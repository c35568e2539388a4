use anyhow::Context;
use time::{macros::format_description, Date, OffsetDateTime, UtcOffset};
use uuid::Uuid;

/// Owner used when `OWNER_ID` is not set.
pub const DEFAULT_OWNER_ID: Uuid = Uuid::from_u128(1);

const DEFAULT_FRAME_ANCESTORS: &str = "'self' https://*.clickup.com https://app.clickup.com";

/// Profile values given to an auto-provisioned owner.
#[derive(Debug, Clone, Default, PartialEq)]
pub struct DefaultProfile {
    pub birth_date: Option<OffsetDateTime>,
    pub height_in: Option<f64>,
}

/// What to do when a weight is recorded for an owner with no user row.
#[derive(Debug, Clone, PartialEq)]
pub enum ProvisionPolicy {
    AutoCreate(DefaultProfile),
    Disabled,
}

#[derive(Debug, Clone)]
pub struct OwnerConfig {
    pub id: Uuid,
    pub provision: ProvisionPolicy,
}

#[derive(Debug, Clone)]
pub struct EmbedConfig {
    /// Sources allowed in `frame-ancestors`.
    pub frame_ancestors: Vec<String>,
}

impl EmbedConfig {
    pub fn content_security_policy(&self) -> String {
        format!("frame-ancestors {}", self.frame_ancestors.join(" "))
    }
}

#[derive(Debug, Clone)]
pub struct AppConfig {
    pub database_url: String,
    pub host: String,
    pub port: u16,
    pub max_connections: u32,
    pub owner: OwnerConfig,
    pub embed: EmbedConfig,
    /// Offset used to decide which calendar day an entry belongs to.
    pub display_offset: UtcOffset,
}

impl AppConfig {
    pub fn from_env() -> anyhow::Result<Self> {
        let database_url = std::env::var("DATABASE_URL").context("DATABASE_URL is not set")?;

        let owner_id = match std::env::var("OWNER_ID") {
            Ok(v) => Uuid::parse_str(v.trim()).context("OWNER_ID is not a valid UUID")?,
            Err(_) => DEFAULT_OWNER_ID,
        };
        let auto_provision = std::env::var("OWNER_AUTO_PROVISION")
            .ok()
            .map(|v| parse_flag(&v))
            .unwrap_or(true);
        let provision = if auto_provision {
            let birth_date = match std::env::var("OWNER_DEFAULT_BIRTH_DATE") {
                Ok(v) => Some(parse_birth_date(&v)?),
                Err(_) => None,
            };
            let height_in = match std::env::var("OWNER_DEFAULT_HEIGHT_IN") {
                Ok(v) => Some(
                    v.trim()
                        .parse::<f64>()
                        .context("OWNER_DEFAULT_HEIGHT_IN is not a number")?,
                ),
                Err(_) => None,
            };
            ProvisionPolicy::AutoCreate(DefaultProfile {
                birth_date,
                height_in,
            })
        } else {
            ProvisionPolicy::Disabled
        };

        let frame_ancestors = std::env::var("EMBED_FRAME_ANCESTORS")
            .unwrap_or_else(|_| DEFAULT_FRAME_ANCESTORS.into())
            .split_whitespace()
            .map(str::to_string)
            .collect();

        let display_offset =
            parse_offset_minutes(std::env::var("DISPLAY_UTC_OFFSET_MINUTES").ok().as_deref())?;

        Ok(Self {
            database_url,
            host: std::env::var("APP_HOST").unwrap_or_else(|_| "0.0.0.0".into()),
            port: std::env::var("APP_PORT")
                .ok()
                .and_then(|v| v.parse::<u16>().ok())
                .unwrap_or(8080),
            max_connections: std::env::var("DB_MAX_CONNECTIONS")
                .ok()
                .and_then(|v| v.parse::<u32>().ok())
                .unwrap_or(10),
            owner: OwnerConfig {
                id: owner_id,
                provision,
            },
            embed: EmbedConfig { frame_ancestors },
            display_offset,
        })
    }
}

fn parse_flag(v: &str) -> bool {
    !matches!(
        v.trim().to_ascii_lowercase().as_str(),
        "0" | "false" | "no" | "off"
    )
}

/// Whole minutes east of UTC; unset means UTC.
pub fn parse_offset_minutes(v: Option<&str>) -> anyhow::Result<UtcOffset> {
    let Some(v) = v else {
        return Ok(UtcOffset::UTC);
    };
    let minutes = v
        .trim()
        .parse::<i32>()
        .with_context(|| format!("DISPLAY_UTC_OFFSET_MINUTES `{}` is not a whole number", v))?;
    let seconds = minutes
        .checked_mul(60)
        .with_context(|| format!("DISPLAY_UTC_OFFSET_MINUTES `{}` is out of range", v))?;
    UtcOffset::from_whole_seconds(seconds)
        .with_context(|| format!("DISPLAY_UTC_OFFSET_MINUTES `{}` is out of range", v))
}

/// Parses `YYYY-MM-DD` into midnight UTC.
pub fn parse_birth_date(v: &str) -> anyhow::Result<OffsetDateTime> {
    let date = Date::parse(v.trim(), format_description!("[year]-[month]-[day]"))
        .with_context(|| format!("invalid birth date `{}`, expected YYYY-MM-DD", v))?;
    Ok(date.midnight().assume_utc())
}
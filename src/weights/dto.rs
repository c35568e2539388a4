use serde::{Deserialize, Serialize};
use time::OffsetDateTime;

use crate::weights::repo_types::WeightWithProfileRow;

/// Weight as sent by clients: `150.5` or `"150.5"`.
#[derive(Debug, Clone, PartialEq, Deserialize)]
#[serde(untagged)]
pub enum WeightInput {
    Number(f64),
    Text(String),
}

#[derive(Debug, Deserialize)]
pub struct CreateWeightRequest {
    #[serde(default)]
    pub weight: Option<WeightInput>,
    /// Measurement time; submission time when absent.
    #[serde(default, with = "time::serde::rfc3339::option")]
    pub date: Option<OffsetDateTime>,
}

#[derive(Debug, Clone, PartialEq, Serialize)]
#[serde(rename_all = "camelCase")]
pub struct ProfileView {
    #[serde(with = "time::serde::rfc3339::option")]
    pub birth_date: Option<OffsetDateTime>,
    pub height: Option<f64>,
}

#[derive(Debug, Clone, PartialEq, Serialize)]
pub struct WeightListItem {
    #[serde(with = "time::serde::rfc3339")]
    pub date: OffsetDateTime,
    pub weight: f64,
    pub user: ProfileView,
}

impl From<WeightWithProfileRow> for WeightListItem {
    fn from(r: WeightWithProfileRow) -> Self {
        Self {
            date: r.date,
            weight: r.weight,
            user: ProfileView {
                birth_date: r.birth_date,
                height: r.height,
            },
        }
    }
}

^^^^^^^^

> The problem:
The lines to report are those in the material above that contain the word "PartialEq"; copy every one of them.

> Written solution:
#[derive(Debug, Clone, Default, PartialEq)]
#[derive(Debug, Clone, PartialEq)]
#[derive(Debug, Clone, PartialEq, Deserialize)]
#[derive(Debug, Clone, PartialEq, Serialize)]
#[derive(Debug, Clone, PartialEq, Serialize)]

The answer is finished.